Let us consider the following exercise: An industrial sewing machine uses ball bearings that are targeted to have a diameter of 0.75 inch.   The specification limits under which the ball bearing can operate are 0.74 inch (lower) and 0.76 inch (upper).   Past experience has indicated that the actual diameter of the ball bearings is approximately normally distributed with a mean of 0.753 inch and a standard deviation of 0.004 inch.
So we have that the diameter of the ball bearings is approximately normal with $\mu = .753$ in. and $\sigma = .004$ in.
For this problem, note that "Target" = .75, and "Actual mean" = .753.

This page will contain the following solutions:

First, let's solve this problem by hand, using the "Z" table (see handout).

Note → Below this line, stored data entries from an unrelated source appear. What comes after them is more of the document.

//! Per-machine state: lifecycle, tap device, overlay disk, boot arguments.

use std::path::{Path, PathBuf};

use tracing::trace;

use crate::address::MachineNetwork;
use crate::cmd::{self, CommandError};
use crate::host::{OUTPUT_PATH, ROOT_PATH};
use crate::orchestrator::MachineConfig;
use crate::virt::supervisor::{MicroVm, SupervisorBackend, VmDefinition};
use crate::virt::VirtError;

/// Interface name inside the guest.
pub const GUEST_INTERFACE: &str = "eth0";

/// Netmask of the per-machine /30, in dotted form for the kernel `ip=`
/// parameter.
const GUEST_NETMASK: &str = "255.255.255.252";

// see: https://www.kernel.org/doc/html/latest/admin-guide/kernel-parameters.html
const BOOT_PARAMS_BASE: &str = "init=/sbin/ceinit ro console=ttyS0 noapic acpi=off \
reboot=k panic=1 random.trust_cpu=on pci=off tsc=reliable quiet ipv6.disable=1 \
nomodule overlay_root=vdb loglevel=3 i8042.noaux i8042.nomux i8042.nopnp i8042.dumbkbd";

#[derive(Debug, Clone, Copy, PartialEq, Eq)]
pub enum MachineState {
    Registered,
    Started,
    Stopped,
    Killed,
}

/// Handle to a running supervisor and its per-VM client.
pub struct VmHandle<S: SupervisorBackend> {
    pub client: S::Vm,
    pub process: S::Process,
    #[allow(dead_code)]
    pub socket_path: PathBuf,
}

pub struct Machine<S: SupervisorBackend> {
    /// Used only for log paths and diagnostics.
    pub name: String,
    pub state: MachineState,
    pub config: MachineConfig,
    pub network: MachineNetwork,
    /// Present after the machine was started for the first time.
    pub vm: Option<VmHandle<S>>,
}

impl<S: SupervisorBackend> Machine<S> {
    pub fn new(name: String, config: MachineConfig, network: MachineNetwork) -> Self {
        Self {
            name,
            state: MachineState::Registered,
            config,
            network,
            vm: None,
        }
    }

    /// Create the guest-facing tap. Wipes a stale device of the same name
    /// first; errors during the wipe are irrelevant.
    pub async fn create_network(&self) -> Result<(), CommandError> {
        trace!(ip = %self.network.ip, "creating network");

        let _ = remove_network_device(&self.network.tap).await;

        create_network_device(&self.network).await
    }

    /// Remove the tap. Errors are ignored, the device may be gone already.
    pub async fn remove_network(&self) {
        let _ = remove_network_device(&self.network.tap).await;
    }

    /// Kernel command line: fixed prefix, guest IP configuration, then
    /// whatever the driver configured on top.
    pub fn boot_args(&self) -> String {
        let mut args = format!(
            "{} ip={}::{}:{}::{}:off:{}",
            BOOT_PARAMS_BASE,
            self.network.ip,
            self.network.gateway,
            GUEST_NETMASK,
            GUEST_INTERFACE,
            self.network.gateway,
        );

        for param in &self.config.boot_params {
            args.push(' ');
            args.push_str(param);
        }

        args
    }

    fn overlay_path(&self) -> PathBuf {
        Path::new(ROOT_PATH).join(format!("ce{}.ext4", self.name))
    }

    /// First start: overlay disk, supervisor process, full configuration,
    /// boot.
    pub async fn boot(&mut self, backend: &S) -> Result<(), VirtError> {
        let overlay = self.overlay_path();
        let overlay_str = overlay.to_string_lossy().into_owned();

        // sparse overlay of the configured size, ext4-formatted
        let of = format!("of={overlay_str}");
        let count = format!("count={}", self.config.disk_mib);
        cmd::run(
            "dd",
            &["if=/dev/zero", &of, "conv=sparse", "bs=1M", &count],
        )
        .await?;

        cmd::run("mkfs.ext4", &[&overlay_str]).await?;

        let (client, process, socket_path) = backend
            .spawn(&self.name)
            .await
            .map_err(VirtError::Supervisor)?;

        let definition = VmDefinition {
            vcpu_count: self.config.vcpu_count,
            ram_mib: self.config.ram_mib,
            kernel_path: Path::new(ROOT_PATH)
                .join(&self.config.kernel)
                .to_string_lossy()
                .into_owned(),
            boot_args: self.boot_args(),
            root_drive: Path::new(ROOT_PATH)
                .join(&self.config.disk_image)
                .to_string_lossy()
                .into_owned(),
            overlay_drive: overlay_str,
            mac: self.network.mac.to_string(),
            tap: self.network.tap.clone(),
        };

        client
            .configure(&definition)
            .await
            .map_err(VirtError::Supervisor)?;
        client.start().await.map_err(VirtError::Supervisor)?;

        self.vm = Some(VmHandle {
            client,
            process,
            socket_path,
        });

        Ok(())
    }

    /// Where this machine's console output lands.
    #[allow(dead_code)]
    pub fn output_paths(&self) -> (PathBuf, PathBuf) {
        (
            Path::new(OUTPUT_PATH).join(format!("{}.out", self.name)),
            Path::new(OUTPUT_PATH).join(format!("{}.err", self.name)),
        )
    }
}

/// Derive the display name: driver-named machines (ground stations) get a
/// `gst-` prefix, everything else is `{group}-{id}`.
pub fn machine_name(group: u8, id: u32, name: Option<&str>) -> String {
    match name {
        Some(n) if !n.is_empty() => format!("gst-{n}"),
        _ => format!("{group}-{id}"),
    }
}

async fn create_network_device(network: &MachineNetwork) -> Result<(), CommandError> {
    let tap = network.tap.as_str();

    cmd::run("ip", &["tuntap", "add", tap, "mode", "tap"]).await?;

    // proxy ARP lets the host answer for every remote /30 the guest asks for
    let proxy_arp = format!("net.ipv4.conf.{tap}.proxy_arp=1");
    cmd::run("sysctl", &["-w", &proxy_arp]).await?;

    let disable_ipv6 = format!("net.ipv6.conf.{tap}.disable_ipv6=1");
    cmd::run("sysctl", &["-w", &disable_ipv6]).await?;

    let gateway = format!("{}/{}", network.gateway, network.subnet.prefix());
    cmd::run("ip", &["addr", "add", &gateway, "dev", tap]).await?;

    cmd::run("ip", &["link", "set", tap, "up"]).await?;

    Ok(())
}

async fn remove_network_device(tap: &str) -> Result<(), CommandError> {
    cmd::run("ip", &["link", "del", tap]).await
}

#[cfg(test)]
mod tests {
    use super::*;

    #[test]
    fn names_derive_from_id_or_driver_name() {
        assert_eq!(machine_name(1, 4, None), "1-4");
        assert_eq!(machine_name(0, 2, Some("berlin")), "gst-berlin");
        assert_eq!(machine_name(0, 2, Some("")), "0-2");
    }
}
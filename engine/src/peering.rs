//! Encrypted host-to-host overlay.
//!
//! Each host carries one WireGuard interface; every remote host is one peer
//! on it. A machine that lives on another host gets a route for its /30 via
//! that host's overlay address, so guest traffic transparently crosses the
//! tunnel. The allowed-IPs set of a peer only ever grows during a run and
//! is rewritten in full on every route addition.

use std::collections::HashMap;
use std::fmt;
use std::net::Ipv4Addr;
use std::path::PathBuf;
use std::sync::Arc;

use tokio::sync::{Mutex, RwLock};
use tracing::{debug, info};

use crate::address::Ipv4Net;
use crate::cmd::{self, CommandError};
use crate::orchestrator::Host;

/// Overlay hosts live in 192.168.50.0/24, offset by two.
const WG_ADDR_BASE: [u8; 3] = [192, 168, 50];
/// Largest host index the overlay subnet can carry.
pub const MAX_HOST: u8 = 253;

#[derive(Debug)]
pub enum PeeringError {
    NotRegistered,
    HostOutOfRange(u8),
    UnknownHost(Host),
    BadPeerAddress(String),
    Unreachable { host: Host, detail: String },
    Command(CommandError),
    Io(std::io::Error),
}

impl fmt::Display for PeeringError {
    fn fmt(&self, f: &mut fmt::Formatter<'_>) -> fmt::Result {
        match self {
            PeeringError::NotRegistered => write!(f, "peering not registered yet"),
            PeeringError::HostOutOfRange(h) => {
                write!(f, "host index {h} is larger than allowed {MAX_HOST}")
            }
            PeeringError::UnknownHost(h) => write!(f, "unknown host {h}"),
            PeeringError::BadPeerAddress(a) => write!(f, "could not parse peer address {a}"),
            PeeringError::Unreachable { host, detail } => {
                write!(f, "could not reach host {host}: {detail}")
            }
            PeeringError::Command(e) => write!(f, "{e}"),
            PeeringError::Io(e) => write!(f, "{e}"),
        }
    }
}

impl std::error::Error for PeeringError {
    fn source(&self) -> Option<&(dyn std::error::Error + 'static)> {
        match self {
            PeeringError::Command(e) => Some(e),
            PeeringError::Io(e) => Some(e),
            _ => None,
        }
    }
}

impl From<CommandError> for PeeringError {
    fn from(e: CommandError) -> Self {
        PeeringError::Command(e)
    }
}

impl From<std::io::Error> for PeeringError {
    fn from(e: std::io::Error) -> Self {
        PeeringError::Io(e)
    }
}

/// What the driver hands us about one remote host at init.
#[derive(Debug, Clone)]
pub struct HostInfo {
    /// Direct (underlay) address, `host:port`.
    pub addr: String,
    pub public_key: String,
}

/// The slice of the peering service the virtualization layer depends on.
pub trait PeeringBackend: Send + Sync + 'static {
    type Error: std::error::Error + Send + Sync + 'static;

    fn host_id(&self) -> Result<Host, Self::Error>;

    /// Route a machine /30 to the host that owns it.
    fn route(
        &self,
        network: Ipv4Net,
        host: Host,
    ) -> impl std::future::Future<Output = Result<(), Self::Error>> + Send;

    fn stop(&self) -> impl std::future::Future<Output = Result<(), Self::Error>> + Send;
}

struct Peer {
    direct_addr: String,
    wg_addr: Ipv4Addr,
    public_key: String,
    /// Observed one-way latency to this host.
    latency_us: u64,
    /// /30s currently routed via this peer. Append-only during a run.
    allowed: Vec<Ipv4Net>,
}

pub struct WireGuard {
    interface: String,
    key_path: PathBuf,
    /// Prefix length of the overlay subnet on the interface.
    mask: u8,
    port: u16,
    public_key: String,
    own: std::sync::Mutex<Option<Host>>,
    peers: RwLock<HashMap<Host, Arc<Mutex<Peer>>>>,
}

fn wg_addr(host: Host) -> Result<Ipv4Addr, PeeringError> {
    if host.0 > MAX_HOST {
        return Err(PeeringError::HostOutOfRange(host.0));
    }

    Ok(Ipv4Addr::new(
        WG_ADDR_BASE[0],
        WG_ADDR_BASE[1],
        WG_ADDR_BASE[2],
        2 + host.0,
    ))
}

/// Pull the average RTT in microseconds out of ping's summary line:
/// `rtt min/avg/max/mdev = 0.045/0.052/0.061/0.007 ms`.
fn parse_avg_rtt_us(output: &str) -> Option<u64> {
    let line = output.lines().find(|l| l.contains("min/avg/max"))?;
    let values = line.split('=').nth(1)?.trim();
    let avg_ms: f64 = values.split('/').nth(1)?.parse().ok()?;
    Some((avg_ms * 1000.0) as u64)
}

impl WireGuard {
    /// Generate the host key pair and write the private key out. The
    /// interface itself is only created once the driver registers us.
    pub async fn new(
        interface: impl Into<String>,
        key_path: impl Into<PathBuf>,
        mask: u8,
        port: u16,
    ) -> Result<Self, PeeringError> {
        let interface = interface.into();
        let key_path = key_path.into();

        // remove old interface first, errors are ok
        cmd::run_ignore("ip", &["link", "del", &interface]).await;
        debug!(interface = %interface, "removed stale overlay interface");

        let private_key = cmd::output("wg", &["genkey"]).await?;
        tokio::fs::write(&key_path, &private_key).await?;

        let public_key = cmd::output_with_stdin("wg", &["pubkey"], &private_key).await?;

        debug!(public_key = %public_key, "generated overlay key pair");

        Ok(Self {
            interface,
            key_path,
            mask,
            port,
            public_key,
            own: std::sync::Mutex::new(None),
            peers: RwLock::new(HashMap::new()),
        })
    }

    pub fn public_key(&self) -> &str {
        &self.public_key
    }

    /// The address the underlay listener is bound to. The driver substitutes
    /// the host's routable address before distributing it.
    pub fn listen_addr(&self) -> String {
        format!("0.0.0.0:{}", self.port)
    }

    /// Create the overlay interface for this host and start listening.
    pub async fn register(&self, host: Host) -> Result<(), PeeringError> {
        let addr = wg_addr(host)?;

        cmd::run(
            "ip",
            &["link", "add", &self.interface, "type", "wireguard"],
        )
        .await?;

        let cidr = format!("{}/{}", addr, self.mask);
        cmd::run("ip", &["addr", "add", &cidr, "dev", &self.interface]).await?;

        let key_path = self.key_path.to_string_lossy().into_owned();
        let port = self.port.to_string();
        cmd::run(
            "wg",
            &[
                "set",
                &self.interface,
                "private-key",
                &key_path,
                "listen-port",
                &port,
            ],
        )
        .await?;

        cmd::run("ip", &["link", "set", &self.interface, "up"]).await?;

        info!(host = %host, overlay_addr = %addr, "overlay interface up");

        *self.own.lock().unwrap() = Some(host);

        Ok(())
    }

    /// Configure every remote peer and measure the direct-path latency to
    /// each. An unreachable peer is a configuration error and fatal.
    pub async fn init_peering(
        &self,
        remotes: HashMap<Host, HostInfo>,
    ) -> Result<(), PeeringError> {
        let own_host = (*self.own.lock().unwrap()).ok_or(PeeringError::NotRegistered)?;

        for (remote, peer_info) in remotes {
            if remote == own_host {
                continue;
            }

            let remote_wg_addr = wg_addr(remote)?;

            let (addr, _port) = peer_info
                .addr
                .rsplit_once(':')
                .ok_or_else(|| PeeringError::BadPeerAddress(peer_info.addr.clone()))?;

            let allowed = format!("{remote_wg_addr}/32");
            cmd::run(
                "wg",
                &[
                    "set",
                    &self.interface,
                    "peer",
                    &peer_info.public_key,
                    "allowed-ips",
                    &allowed,
                    "endpoint",
                    &peer_info.addr,
                ],
            )
            .await?;

            // five probes over the direct path; one-way latency is half the
            // average round trip
            let ping = cmd::output("ping", &["-c", "5", "-q", addr])
                .await
                .map_err(|e| PeeringError::Unreachable {
                    host: remote,
                    detail: e.to_string(),
                })?;

            let latency_us = parse_avg_rtt_us(&ping)
                .map(|rtt| rtt / 2)
                .ok_or_else(|| PeeringError::Unreachable {
                    host: remote,
                    detail: "could not parse ping output".into(),
                })?;

            info!(host = %remote, latency_us, "determined latency to peer");

            self.peers.write().await.insert(
                remote,
                Arc::new(Mutex::new(Peer {
                    direct_addr: addr.to_string(),
                    wg_addr: remote_wg_addr,
                    public_key: peer_info.public_key,
                    latency_us,
                    allowed: Vec::new(),
                })),
            );
        }

        Ok(())
    }
}

impl PeeringBackend for WireGuard {
    type Error = PeeringError;

    fn host_id(&self) -> Result<Host, PeeringError> {
        (*self.own.lock().unwrap()).ok_or(PeeringError::NotRegistered)
    }

    async fn route(&self, network: Ipv4Net, host: Host) -> Result<(), PeeringError> {
        let entry = self
            .peers
            .read()
            .await
            .get(&host)
            .cloned()
            .ok_or(PeeringError::UnknownHost(host))?;

        let mut peer = entry.lock().await;

        peer.allowed.push(network);

        // the whole allowed set is rewritten on every addition
        let mut allowed_cidrs = format!("{}/32", peer.wg_addr);
        for net in &peer.allowed {
            allowed_cidrs.push(',');
            allowed_cidrs.push_str(&net.to_string());
        }

        cmd::run(
            "wg",
            &[
                "set",
                &self.interface,
                "peer",
                &peer.public_key,
                "allowed-ips",
                &allowed_cidrs,
            ],
        )
        .await?;

        let net = network.to_string();
        let via = peer.wg_addr.to_string();

        // an old conflicting route may not exist
        cmd::run_ignore("ip", &["route", "del", &net]).await;
        cmd::run(
            "ip",
            &["route", "add", &net, "via", &via, "dev", &self.interface],
        )
        .await?;

        debug!(
            %network,
            host = %host,
            peer = %peer.direct_addr,
            peer_latency_us = peer.latency_us,
            "routed machine network to peer"
        );

        Ok(())
    }

    async fn stop(&self) -> Result<(), PeeringError> {
        cmd::run("ip", &["link", "del", &self.interface]).await?;
        Ok(())
    }
}

#[cfg(test)]
mod tests {
    use super::*;

    #[test]
    fn overlay_addresses_offset_by_two() {
        assert_eq!(wg_addr(Host(0)).unwrap(), Ipv4Addr::new(192, 168, 50, 2));
        assert_eq!(wg_addr(Host(5)).unwrap(), Ipv4Addr::new(192, 168, 50, 7));
        assert_eq!(
            wg_addr(Host(253)).unwrap(),
            Ipv4Addr::new(192, 168, 50, 255)
        );
        assert!(wg_addr(Host(254)).is_err());
    }

    #[test]
    fn ping_summary_parses() {
        let out = "\
5 packets transmitted, 5 received, 0% packet loss, time 4005ms
rtt min/avg/max/mdev = 0.045/0.052/0.061/0.007 ms";
        assert_eq!(parse_avg_rtt_us(out), Some(52));
    }

    #[test]
    fn ping_garbage_is_rejected() {
        assert_eq!(parse_avg_rtt_us("no such host"), None);
        assert_eq!(parse_avg_rtt_us("rtt min/avg/max/mdev = broken"), None);
    }
}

(a) What is the probability that a ball bearing will be between the target and the actual mean?

$P(0.75 < X < 0.753) =
P(\frac{0.75 - 0.753}{0.004} < Z < \frac{0.753 - 0.753}{0.004}) =$
P(-0.75 < Z < 0) = .2734

normal curve

(b) What is the probability that a ball bearing will be between the lower specification limit and the target?

$P(0.74 < X < 0.75) =
P(\frac{0.74 - 0.753}{0.004} < Z < \frac{0.75 - 0.753}{0.004}) =$
P(-3.25 < Z < -0.75) = .49942 - .2734 = .22602

normal curve

(c) What is the probability that a ball bearing will be above the upper specification limit?

$P(X > 0.76) = P(Z > \frac{0.76 - 0.753}{0.004}) =$
P(Z > 1.75) = .5 - .4599 = .0401

normal curve

(d) What is the probability that a ball bearing will be below the lower specification limit?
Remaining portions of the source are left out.